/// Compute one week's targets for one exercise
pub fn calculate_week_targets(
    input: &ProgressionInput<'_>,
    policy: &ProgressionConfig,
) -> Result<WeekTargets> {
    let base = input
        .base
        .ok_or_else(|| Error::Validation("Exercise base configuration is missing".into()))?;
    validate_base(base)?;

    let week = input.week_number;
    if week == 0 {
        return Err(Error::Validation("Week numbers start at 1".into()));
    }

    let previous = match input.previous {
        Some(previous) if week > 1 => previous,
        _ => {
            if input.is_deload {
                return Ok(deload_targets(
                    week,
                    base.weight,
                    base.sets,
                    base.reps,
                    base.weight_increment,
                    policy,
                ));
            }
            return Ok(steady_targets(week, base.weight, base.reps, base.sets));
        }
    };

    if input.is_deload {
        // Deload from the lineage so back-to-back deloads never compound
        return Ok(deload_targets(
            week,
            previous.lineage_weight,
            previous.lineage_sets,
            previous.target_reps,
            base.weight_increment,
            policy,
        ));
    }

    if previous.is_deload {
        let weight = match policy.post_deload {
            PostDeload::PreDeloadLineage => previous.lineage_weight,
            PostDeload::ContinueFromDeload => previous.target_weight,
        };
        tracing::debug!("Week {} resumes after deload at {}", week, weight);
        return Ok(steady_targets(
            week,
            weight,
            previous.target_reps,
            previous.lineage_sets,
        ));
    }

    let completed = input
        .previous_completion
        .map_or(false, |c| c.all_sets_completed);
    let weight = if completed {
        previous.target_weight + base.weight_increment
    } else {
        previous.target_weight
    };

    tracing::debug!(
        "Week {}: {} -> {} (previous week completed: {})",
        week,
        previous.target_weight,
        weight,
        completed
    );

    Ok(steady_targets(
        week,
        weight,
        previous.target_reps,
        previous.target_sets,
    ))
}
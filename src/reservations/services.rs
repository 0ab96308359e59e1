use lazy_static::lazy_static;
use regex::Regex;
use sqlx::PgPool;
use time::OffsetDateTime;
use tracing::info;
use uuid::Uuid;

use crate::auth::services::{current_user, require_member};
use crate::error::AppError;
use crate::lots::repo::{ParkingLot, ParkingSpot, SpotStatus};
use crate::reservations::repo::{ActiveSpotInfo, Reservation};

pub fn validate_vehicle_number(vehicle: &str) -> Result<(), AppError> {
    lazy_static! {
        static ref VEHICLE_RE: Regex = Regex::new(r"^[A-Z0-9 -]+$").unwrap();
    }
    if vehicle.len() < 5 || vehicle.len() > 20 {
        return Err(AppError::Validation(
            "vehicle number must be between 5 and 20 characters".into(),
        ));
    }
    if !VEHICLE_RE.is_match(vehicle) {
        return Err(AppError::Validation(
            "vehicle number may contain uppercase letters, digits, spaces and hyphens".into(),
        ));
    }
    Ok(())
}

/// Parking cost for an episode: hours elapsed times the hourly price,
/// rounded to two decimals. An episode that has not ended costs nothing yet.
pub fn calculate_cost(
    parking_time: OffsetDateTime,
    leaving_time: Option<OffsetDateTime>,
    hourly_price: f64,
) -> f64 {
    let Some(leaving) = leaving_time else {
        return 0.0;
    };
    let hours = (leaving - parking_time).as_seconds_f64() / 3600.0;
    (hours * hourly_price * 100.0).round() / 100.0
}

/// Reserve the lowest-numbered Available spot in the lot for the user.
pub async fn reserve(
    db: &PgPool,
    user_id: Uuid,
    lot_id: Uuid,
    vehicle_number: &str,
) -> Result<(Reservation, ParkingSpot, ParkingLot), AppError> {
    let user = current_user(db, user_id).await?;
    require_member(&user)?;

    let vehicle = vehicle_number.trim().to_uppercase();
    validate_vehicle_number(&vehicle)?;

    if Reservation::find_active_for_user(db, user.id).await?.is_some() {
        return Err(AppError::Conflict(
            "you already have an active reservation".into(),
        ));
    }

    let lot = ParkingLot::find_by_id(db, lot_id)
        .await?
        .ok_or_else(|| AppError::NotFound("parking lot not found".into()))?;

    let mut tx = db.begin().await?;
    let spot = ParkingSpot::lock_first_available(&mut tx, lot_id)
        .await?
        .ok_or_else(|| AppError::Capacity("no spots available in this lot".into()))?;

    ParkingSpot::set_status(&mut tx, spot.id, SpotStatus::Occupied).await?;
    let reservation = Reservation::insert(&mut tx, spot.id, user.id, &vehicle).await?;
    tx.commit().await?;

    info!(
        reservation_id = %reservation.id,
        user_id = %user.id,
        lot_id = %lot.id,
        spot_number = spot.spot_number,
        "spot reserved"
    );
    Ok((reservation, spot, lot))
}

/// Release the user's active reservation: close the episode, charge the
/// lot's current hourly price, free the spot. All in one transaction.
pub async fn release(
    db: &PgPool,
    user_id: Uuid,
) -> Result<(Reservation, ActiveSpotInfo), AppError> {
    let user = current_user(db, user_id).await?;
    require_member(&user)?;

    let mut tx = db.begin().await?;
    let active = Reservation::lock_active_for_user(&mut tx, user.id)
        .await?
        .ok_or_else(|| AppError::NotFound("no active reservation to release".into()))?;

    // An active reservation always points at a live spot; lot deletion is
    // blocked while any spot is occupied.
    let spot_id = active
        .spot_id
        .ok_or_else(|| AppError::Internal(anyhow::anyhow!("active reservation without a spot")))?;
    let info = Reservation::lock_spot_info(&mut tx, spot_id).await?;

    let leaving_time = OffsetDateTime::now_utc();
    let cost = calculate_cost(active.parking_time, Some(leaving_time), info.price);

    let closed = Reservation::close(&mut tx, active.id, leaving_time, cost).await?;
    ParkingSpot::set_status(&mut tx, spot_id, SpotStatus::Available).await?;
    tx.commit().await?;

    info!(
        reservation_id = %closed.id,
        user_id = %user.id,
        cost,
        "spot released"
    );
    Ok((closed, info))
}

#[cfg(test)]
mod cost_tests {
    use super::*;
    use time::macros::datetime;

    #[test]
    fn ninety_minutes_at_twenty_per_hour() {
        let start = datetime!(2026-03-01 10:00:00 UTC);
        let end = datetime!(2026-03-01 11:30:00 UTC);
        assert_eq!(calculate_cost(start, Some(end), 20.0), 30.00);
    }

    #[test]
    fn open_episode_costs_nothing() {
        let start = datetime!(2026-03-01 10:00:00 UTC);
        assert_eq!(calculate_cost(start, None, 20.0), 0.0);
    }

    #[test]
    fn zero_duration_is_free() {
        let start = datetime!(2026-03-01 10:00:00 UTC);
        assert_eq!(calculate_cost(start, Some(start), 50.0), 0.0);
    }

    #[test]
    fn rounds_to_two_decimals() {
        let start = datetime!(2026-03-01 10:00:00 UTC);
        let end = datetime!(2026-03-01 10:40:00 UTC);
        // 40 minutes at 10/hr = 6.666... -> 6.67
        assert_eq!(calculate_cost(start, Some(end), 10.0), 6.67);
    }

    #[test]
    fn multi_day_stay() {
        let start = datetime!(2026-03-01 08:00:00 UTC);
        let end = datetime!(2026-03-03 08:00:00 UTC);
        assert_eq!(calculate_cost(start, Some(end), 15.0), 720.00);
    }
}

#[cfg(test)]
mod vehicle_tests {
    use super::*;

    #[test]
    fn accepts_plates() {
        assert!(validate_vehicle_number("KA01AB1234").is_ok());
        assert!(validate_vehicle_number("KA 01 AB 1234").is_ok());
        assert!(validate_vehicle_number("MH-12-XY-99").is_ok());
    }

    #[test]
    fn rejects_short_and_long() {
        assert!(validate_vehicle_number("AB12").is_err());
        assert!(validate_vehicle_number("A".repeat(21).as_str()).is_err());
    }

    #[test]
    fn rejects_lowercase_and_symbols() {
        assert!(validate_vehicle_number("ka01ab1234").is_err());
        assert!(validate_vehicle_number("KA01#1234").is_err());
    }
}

══════════

Copy every record above out again, word for word.

/// Compute one week's targets for one exercise
pub fn calculate_week_targets(
    input: &ProgressionInput<'_>,
    policy: &ProgressionConfig,
) -> Result<WeekTargets> {
    let base = input
        .base
        .ok_or_else(|| Error::Validation("Exercise base configuration is missing".into()))?;
    validate_base(base)?;

    let week = input.week_number;
    if week == 0 {
        return Err(Error::Validation("Week numbers start at 1".into()));
    }

    let previous = match input.previous {
        Some(previous) if week > 1 => previous,
        _ => {
            if input.is_deload {
                return Ok(deload_targets(
                    week,
                    base.weight,
                    base.sets,
                    base.reps,
                    base.weight_increment,
                    policy,
                ));
            }
            return Ok(steady_targets(week, base.weight, base.reps, base.sets));
        }
    };

    if input.is_deload {
        // Deload from the lineage so back-to-back deloads never compound
        return Ok(deload_targets(
            week,
            previous.lineage_weight,
            previous.lineage_sets,
            previous.target_reps,
            base.weight_increment,
            policy,
        ));
    }

    if previous.is_deload {
        let weight = match policy.post_deload {
            PostDeload::PreDeloadLineage => previous.lineage_weight,
            PostDeload::ContinueFromDeload => previous.target_weight,
        };
        tracing::debug!("Week {} resumes after deload at {}", week, weight);
        return Ok(steady_targets(
            week,
            weight,
            previous.target_reps,
            previous.lineage_sets,
        ));
    }

    let completed = input
        .previous_completion
        .map_or(false, |c| c.all_sets_completed);
    let weight = if completed {
        previous.target_weight + base.weight_increment
    } else {
        previous.target_weight
    };

    tracing::debug!(
        "Week {}: {} -> {} (previous week completed: {})",
        week,
        previous.target_weight,
        weight,
        completed
    );

    Ok(steady_targets(
        week,
        weight,
        previous.target_reps,
        previous.target_sets,
    ))
}
filename src/reservations/services.rs
repository 0ab96308359e59e1
use lazy_static::lazy_static;
use regex::Regex;
use sqlx::PgPool;
use time::OffsetDateTime;
use tracing::info;
use uuid::Uuid;

use crate::auth::services::{current_user, require_member};
use crate::error::AppError;
use crate::lots::repo::{ParkingLot, ParkingSpot, SpotStatus};
use crate::reservations::repo::{ActiveSpotInfo, Reservation};

pub fn validate_vehicle_number(vehicle: &str) -> Result<(), AppError> {
    lazy_static! {
        static ref VEHICLE_RE: Regex = Regex::new(r"^[A-Z0-9 -]+$").unwrap();
    }
    if vehicle.len() < 5 || vehicle.len() > 20 {
        return Err(AppError::Validation(
            "vehicle number must be between 5 and 20 characters".into(),
        ));
    }
    if !VEHICLE_RE.is_match(vehicle) {
        return Err(AppError::Validation(
            "vehicle number may contain uppercase letters, digits, spaces and hyphens".into(),
        ));
    }
    Ok(())
}

/// Parking cost for an episode: hours elapsed times the hourly price,
/// rounded to two decimals. An episode that has not ended costs nothing yet.
pub fn calculate_cost(
    parking_time: OffsetDateTime,
    leaving_time: Option<OffsetDateTime>,
    hourly_price: f64,
) -> f64 {
    let Some(leaving) = leaving_time else {
        return 0.0;
    };
    let hours = (leaving - parking_time).as_seconds_f64() / 3600.0;
    (hours * hourly_price * 100.0).round() / 100.0
}

/// Reserve the lowest-numbered Available spot in the lot for the user.
pub async fn reserve(
    db: &PgPool,
    user_id: Uuid,
    lot_id: Uuid,
    vehicle_number: &str,
) -> Result<(Reservation, ParkingSpot, ParkingLot), AppError> {
    let user = current_user(db, user_id).await?;
    require_member(&user)?;

    let vehicle = vehicle_number.trim().to_uppercase();
    validate_vehicle_number(&vehicle)?;

    if Reservation::find_active_for_user(db, user.id).await?.is_some() {
        return Err(AppError::Conflict(
            "you already have an active reservation".into(),
        ));
    }

    let lot = ParkingLot::find_by_id(db, lot_id)
        .await?
        .ok_or_else(|| AppError::NotFound("parking lot not found".into()))?;

    let mut tx = db.begin().await?;
    let spot = ParkingSpot::lock_first_available(&mut tx, lot_id)
        .await?
        .ok_or_else(|| AppError::Capacity("no spots available in this lot".into()))?;

    ParkingSpot::set_status(&mut tx, spot.id, SpotStatus::Occupied).await?;
    let reservation = Reservation::insert(&mut tx, spot.id, user.id, &vehicle).await?;
    tx.commit().await?;

    info!(
        reservation_id = %reservation.id,
        user_id = %user.id,
        lot_id = %lot.id,
        spot_number = spot.spot_number,
        "spot reserved"
    );
    Ok((reservation, spot, lot))
}

/// Release the user's active reservation: close the episode, charge the
/// lot's current hourly price, free the spot. All in one transaction.
pub async fn release(
    db: &PgPool,
    user_id: Uuid,
) -> Result<(Reservation, ActiveSpotInfo), AppError> {
    let user = current_user(db, user_id).await?;
    require_member(&user)?;

    let mut tx = db.begin().await?;
    let active = Reservation::lock_active_for_user(&mut tx, user.id)
        .await?
        .ok_or_else(|| AppError::NotFound("no active reservation to release".into()))?;

    // An active reservation always points at a live spot; lot deletion is
    // blocked while any spot is occupied.
    let spot_id = active
        .spot_id
        .ok_or_else(|| AppError::Internal(anyhow::anyhow!("active reservation without a spot")))?;
    let info = Reservation::lock_spot_info(&mut tx, spot_id).await?;

    let leaving_time = OffsetDateTime::now_utc();
    let cost = calculate_cost(active.parking_time, Some(leaving_time), info.price);

    let closed = Reservation::close(&mut tx, active.id, leaving_time, cost).await?;
    ParkingSpot::set_status(&mut tx, spot_id, SpotStatus::Available).await?;
    tx.commit().await?;

    info!(
        reservation_id = %closed.id,
        user_id = %user.id,
        cost,
        "spot released"
    );
    Ok((closed, info))
}

#[cfg(test)]
mod cost_tests {
    use super::*;
    use time::macros::datetime;

    #[test]
    fn ninety_minutes_at_twenty_per_hour() {
        let start = datetime!(2026-03-01 10:00:00 UTC);
        let end = datetime!(2026-03-01 11:30:00 UTC);
        assert_eq!(calculate_cost(start, Some(end), 20.0), 30.00);
    }

    #[test]
    fn open_episode_costs_nothing() {
        let start = datetime!(2026-03-01 10:00:00 UTC);
        assert_eq!(calculate_cost(start, None, 20.0), 0.0);
    }

    #[test]
    fn zero_duration_is_free() {
        let start = datetime!(2026-03-01 10:00:00 UTC);
        assert_eq!(calculate_cost(start, Some(start), 50.0), 0.0);
    }

    #[test]
    fn rounds_to_two_decimals() {
        let start = datetime!(2026-03-01 10:00:00 UTC);
        let end = datetime!(2026-03-01 10:40:00 UTC);
        // 40 minutes at 10/hr = 6.666... -> 6.67
        assert_eq!(calculate_cost(start, Some(end), 10.0), 6.67);
    }

    #[test]
    fn multi_day_stay() {
        let start = datetime!(2026-03-01 08:00:00 UTC);
        let end = datetime!(2026-03-03 08:00:00 UTC);
        assert_eq!(calculate_cost(start, Some(end), 15.0), 720.00);
    }
}

#[cfg(test)]
mod vehicle_tests {
    use super::*;

    #[test]
    fn accepts_plates() {
        assert!(validate_vehicle_number("KA01AB1234").is_ok());
        assert!(validate_vehicle_number("KA 01 AB 1234").is_ok());
        assert!(validate_vehicle_number("MH-12-XY-99").is_ok());
    }

    #[test]
    fn rejects_short_and_long() {
        assert!(validate_vehicle_number("AB12").is_err());
        assert!(validate_vehicle_number("A".repeat(21).as_str()).is_err());
    }

    #[test]
    fn rejects_lowercase_and_symbols() {
        assert!(validate_vehicle_number("ka01ab1234").is_err());
        assert!(validate_vehicle_number("KA01#1234").is_err());
    }
}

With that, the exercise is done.